[Collected data entries]
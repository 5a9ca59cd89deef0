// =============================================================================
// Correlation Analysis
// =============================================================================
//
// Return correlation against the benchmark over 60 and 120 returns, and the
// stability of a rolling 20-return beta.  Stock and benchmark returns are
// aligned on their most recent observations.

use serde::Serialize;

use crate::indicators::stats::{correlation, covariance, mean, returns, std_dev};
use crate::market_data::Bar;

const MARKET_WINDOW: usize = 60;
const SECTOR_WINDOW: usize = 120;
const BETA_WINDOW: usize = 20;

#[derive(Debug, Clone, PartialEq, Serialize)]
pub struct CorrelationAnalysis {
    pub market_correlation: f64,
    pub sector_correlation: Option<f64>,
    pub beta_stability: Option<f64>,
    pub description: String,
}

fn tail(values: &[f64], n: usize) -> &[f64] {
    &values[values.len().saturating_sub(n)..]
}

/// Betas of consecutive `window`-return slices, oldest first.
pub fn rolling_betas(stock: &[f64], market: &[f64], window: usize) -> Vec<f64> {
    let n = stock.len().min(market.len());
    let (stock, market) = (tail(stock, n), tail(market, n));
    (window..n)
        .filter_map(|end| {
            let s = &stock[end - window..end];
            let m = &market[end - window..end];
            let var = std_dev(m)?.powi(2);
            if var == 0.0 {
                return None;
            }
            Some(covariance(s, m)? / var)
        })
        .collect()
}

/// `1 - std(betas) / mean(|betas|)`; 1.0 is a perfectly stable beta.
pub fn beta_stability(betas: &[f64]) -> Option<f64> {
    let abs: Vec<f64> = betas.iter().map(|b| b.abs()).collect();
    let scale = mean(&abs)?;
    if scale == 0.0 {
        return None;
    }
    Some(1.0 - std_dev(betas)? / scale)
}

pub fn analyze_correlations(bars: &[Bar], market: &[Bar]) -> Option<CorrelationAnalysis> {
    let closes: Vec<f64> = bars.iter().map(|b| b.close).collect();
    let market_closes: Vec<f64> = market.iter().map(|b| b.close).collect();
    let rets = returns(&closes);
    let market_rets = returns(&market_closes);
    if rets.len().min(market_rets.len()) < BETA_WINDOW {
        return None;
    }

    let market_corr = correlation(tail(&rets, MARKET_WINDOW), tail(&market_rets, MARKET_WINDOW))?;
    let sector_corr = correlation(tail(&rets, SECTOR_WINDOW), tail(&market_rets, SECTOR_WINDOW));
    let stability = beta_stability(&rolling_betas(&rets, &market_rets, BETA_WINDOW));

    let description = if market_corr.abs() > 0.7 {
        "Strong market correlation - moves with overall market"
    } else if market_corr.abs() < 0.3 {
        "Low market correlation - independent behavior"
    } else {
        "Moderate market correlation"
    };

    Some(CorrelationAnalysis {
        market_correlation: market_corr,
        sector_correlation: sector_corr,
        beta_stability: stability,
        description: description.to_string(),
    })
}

==

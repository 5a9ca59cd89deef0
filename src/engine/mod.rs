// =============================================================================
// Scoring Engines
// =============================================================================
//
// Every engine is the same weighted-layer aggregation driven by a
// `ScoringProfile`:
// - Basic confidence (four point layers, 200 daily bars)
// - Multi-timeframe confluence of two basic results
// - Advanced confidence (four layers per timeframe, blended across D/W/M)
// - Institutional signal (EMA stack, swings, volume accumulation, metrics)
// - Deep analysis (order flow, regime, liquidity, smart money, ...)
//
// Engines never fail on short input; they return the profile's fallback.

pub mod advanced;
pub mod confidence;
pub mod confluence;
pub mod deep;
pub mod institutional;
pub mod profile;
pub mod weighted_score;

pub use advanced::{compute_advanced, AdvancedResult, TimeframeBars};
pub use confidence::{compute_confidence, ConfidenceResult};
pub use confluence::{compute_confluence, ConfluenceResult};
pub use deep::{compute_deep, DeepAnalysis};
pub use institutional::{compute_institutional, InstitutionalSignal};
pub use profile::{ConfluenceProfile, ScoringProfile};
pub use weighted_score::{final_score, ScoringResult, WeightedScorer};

---

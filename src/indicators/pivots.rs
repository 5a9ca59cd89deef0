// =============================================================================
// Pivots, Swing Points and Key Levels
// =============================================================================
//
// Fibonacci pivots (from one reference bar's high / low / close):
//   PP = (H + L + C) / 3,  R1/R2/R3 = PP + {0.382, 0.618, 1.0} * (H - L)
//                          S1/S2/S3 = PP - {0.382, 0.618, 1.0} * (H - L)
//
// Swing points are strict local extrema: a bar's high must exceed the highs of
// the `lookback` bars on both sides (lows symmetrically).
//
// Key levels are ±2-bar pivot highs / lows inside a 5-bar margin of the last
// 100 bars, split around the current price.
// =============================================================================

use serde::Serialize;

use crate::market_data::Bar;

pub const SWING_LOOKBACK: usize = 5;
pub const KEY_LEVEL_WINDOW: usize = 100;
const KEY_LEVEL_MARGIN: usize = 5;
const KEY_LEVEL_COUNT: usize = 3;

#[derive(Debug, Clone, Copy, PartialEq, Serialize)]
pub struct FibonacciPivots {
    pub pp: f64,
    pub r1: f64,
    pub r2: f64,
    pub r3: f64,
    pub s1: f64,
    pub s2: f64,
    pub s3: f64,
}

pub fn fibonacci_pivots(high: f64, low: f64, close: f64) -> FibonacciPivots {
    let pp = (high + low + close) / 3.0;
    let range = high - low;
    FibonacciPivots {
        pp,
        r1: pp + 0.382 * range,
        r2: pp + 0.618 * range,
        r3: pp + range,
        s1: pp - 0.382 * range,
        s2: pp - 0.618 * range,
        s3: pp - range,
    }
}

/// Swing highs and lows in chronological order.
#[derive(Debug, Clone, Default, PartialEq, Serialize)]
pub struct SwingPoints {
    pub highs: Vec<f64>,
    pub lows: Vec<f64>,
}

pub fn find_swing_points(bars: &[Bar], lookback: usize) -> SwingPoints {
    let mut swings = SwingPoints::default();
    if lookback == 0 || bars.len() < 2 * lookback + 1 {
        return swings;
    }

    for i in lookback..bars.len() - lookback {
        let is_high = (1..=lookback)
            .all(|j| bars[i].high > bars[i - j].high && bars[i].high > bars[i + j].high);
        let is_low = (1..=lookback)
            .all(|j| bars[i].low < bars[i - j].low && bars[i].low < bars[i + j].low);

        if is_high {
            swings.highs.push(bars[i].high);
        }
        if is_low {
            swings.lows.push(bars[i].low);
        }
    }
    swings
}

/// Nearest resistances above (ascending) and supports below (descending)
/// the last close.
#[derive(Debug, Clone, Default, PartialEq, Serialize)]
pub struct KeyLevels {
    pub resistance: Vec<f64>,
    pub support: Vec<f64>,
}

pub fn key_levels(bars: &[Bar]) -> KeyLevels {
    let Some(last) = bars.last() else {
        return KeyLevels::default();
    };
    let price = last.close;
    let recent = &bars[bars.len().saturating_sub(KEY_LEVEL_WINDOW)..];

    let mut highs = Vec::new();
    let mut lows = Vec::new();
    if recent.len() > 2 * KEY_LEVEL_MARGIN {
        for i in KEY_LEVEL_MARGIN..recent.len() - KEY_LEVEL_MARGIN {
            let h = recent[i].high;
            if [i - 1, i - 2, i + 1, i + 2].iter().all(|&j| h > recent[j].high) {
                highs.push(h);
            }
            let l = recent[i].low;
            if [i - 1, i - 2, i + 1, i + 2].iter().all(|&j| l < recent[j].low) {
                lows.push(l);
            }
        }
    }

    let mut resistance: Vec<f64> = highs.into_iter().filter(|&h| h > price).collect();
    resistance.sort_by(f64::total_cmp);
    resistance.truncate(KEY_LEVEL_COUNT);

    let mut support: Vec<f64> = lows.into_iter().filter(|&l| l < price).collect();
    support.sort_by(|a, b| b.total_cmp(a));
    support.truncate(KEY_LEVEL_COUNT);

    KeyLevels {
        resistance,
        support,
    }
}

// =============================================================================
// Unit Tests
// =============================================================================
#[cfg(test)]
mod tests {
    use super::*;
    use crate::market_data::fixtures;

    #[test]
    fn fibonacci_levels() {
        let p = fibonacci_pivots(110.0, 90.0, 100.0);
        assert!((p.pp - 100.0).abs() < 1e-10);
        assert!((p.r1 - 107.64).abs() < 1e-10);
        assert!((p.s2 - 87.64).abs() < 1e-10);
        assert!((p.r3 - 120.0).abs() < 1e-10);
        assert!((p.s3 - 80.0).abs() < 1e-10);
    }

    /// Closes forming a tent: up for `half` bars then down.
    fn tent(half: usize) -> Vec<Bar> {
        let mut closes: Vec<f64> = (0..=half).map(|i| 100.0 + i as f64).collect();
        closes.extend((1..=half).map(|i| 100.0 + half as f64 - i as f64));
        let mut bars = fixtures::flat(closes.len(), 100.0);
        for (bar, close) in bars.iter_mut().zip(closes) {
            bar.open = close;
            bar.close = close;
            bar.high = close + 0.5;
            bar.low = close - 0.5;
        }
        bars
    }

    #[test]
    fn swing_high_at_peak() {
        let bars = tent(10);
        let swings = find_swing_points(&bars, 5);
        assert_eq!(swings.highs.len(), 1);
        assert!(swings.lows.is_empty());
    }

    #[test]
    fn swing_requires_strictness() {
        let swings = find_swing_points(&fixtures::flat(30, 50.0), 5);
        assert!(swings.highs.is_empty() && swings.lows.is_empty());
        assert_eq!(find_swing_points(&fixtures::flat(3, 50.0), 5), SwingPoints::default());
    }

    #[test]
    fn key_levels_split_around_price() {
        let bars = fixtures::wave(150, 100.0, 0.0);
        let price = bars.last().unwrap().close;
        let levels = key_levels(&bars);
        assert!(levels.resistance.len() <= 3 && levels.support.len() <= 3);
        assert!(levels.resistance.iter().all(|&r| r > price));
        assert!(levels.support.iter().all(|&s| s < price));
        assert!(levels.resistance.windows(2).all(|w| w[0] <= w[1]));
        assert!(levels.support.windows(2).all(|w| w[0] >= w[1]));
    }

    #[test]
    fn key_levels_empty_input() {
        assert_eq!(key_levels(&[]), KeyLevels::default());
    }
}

▶ _PROBLEM REQUIREMENTS_
Scan the records above for the lines holding "lows.push(l);" and "resistance.truncate(KEY_LEVEL_COUNT);". Transcribe those two and every line between them word for word, and no others.

▶ _ANSWER FOR THE TASK_
                lows.push(l);
            }
        }
    }

    let mut resistance: Vec<f64> = highs.into_iter().filter(|&h| h > price).collect();
    resistance.sort_by(f64::total_cmp);
    resistance.truncate(KEY_LEVEL_COUNT);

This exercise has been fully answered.